• **TASK DETAILS**: Every line below should be repeated exactly.

• **GIVEN RECORDS**:

//! The dispatch loop.
//!
//! One instruction per iteration: decode the opcode, pull its operand using
//! the width encoded in the opcode's top two bits, advance the frame's
//! instruction pointer, then execute. Collection runs between instructions
//! (the GC safe point). Exceptions are data, not Rust panics or `?`-style
//! early exits out of the loop: a `Raised` result from a handler sends
//! control to `handle_exception`, which walks the stack for `try`/`with`
//! handler records, invoking `__exit__` along the way, and either transfers
//! control or reports the exception to the caller.

use tracing::trace;

use super::{CallFrame, CallStatus, Raised, Vm, VmResult};
use crate::chunk::OpCode;
use crate::heap::{HeapData, HeapId};
use crate::objects::{ClassObj, ClosureObj, PropertyObj, Special, TupleObj, UpvalueObj};
use crate::value::{values_same, Handler, HandlerKind, Value, KWARGS_SINGLE, KWARGS_UNSET};

/// What the instruction that just executed wants the loop to do.
enum Flow {
    Continue,
    /// Leave `run` with this value (top frame returned, or a yield).
    Exit(Value),
}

• **FINISHED TASK**:
//! The dispatch loop.
//!
//! One instruction per iteration: decode the opcode, pull its operand using
//! the width encoded in the opcode's top two bits, advance the frame's
//! instruction pointer, then execute. Collection runs between instructions
//! (the GC safe point). Exceptions are data, not Rust panics or `?`-style
//! early exits out of the loop: a `Raised` result from a handler sends
//! control to `handle_exception`, which walks the stack for `try`/`with`
//! handler records, invoking `__exit__` along the way, and either transfers
//! control or reports the exception to the caller.

use tracing::trace;

use super::{CallFrame, CallStatus, Raised, Vm, VmResult};
use crate::chunk::OpCode;
use crate::heap::{HeapData, HeapId};
use crate::objects::{ClassObj, ClosureObj, PropertyObj, Special, TupleObj, UpvalueObj};
use crate::value::{values_same, Handler, HandlerKind, Value, KWARGS_SINGLE, KWARGS_UNSET};

/// What the instruction that just executed wants the loop to do.
enum Flow {
    Continue,
    /// Leave `run` with this value (top frame returned, or a yield).
    Exit(Value),
}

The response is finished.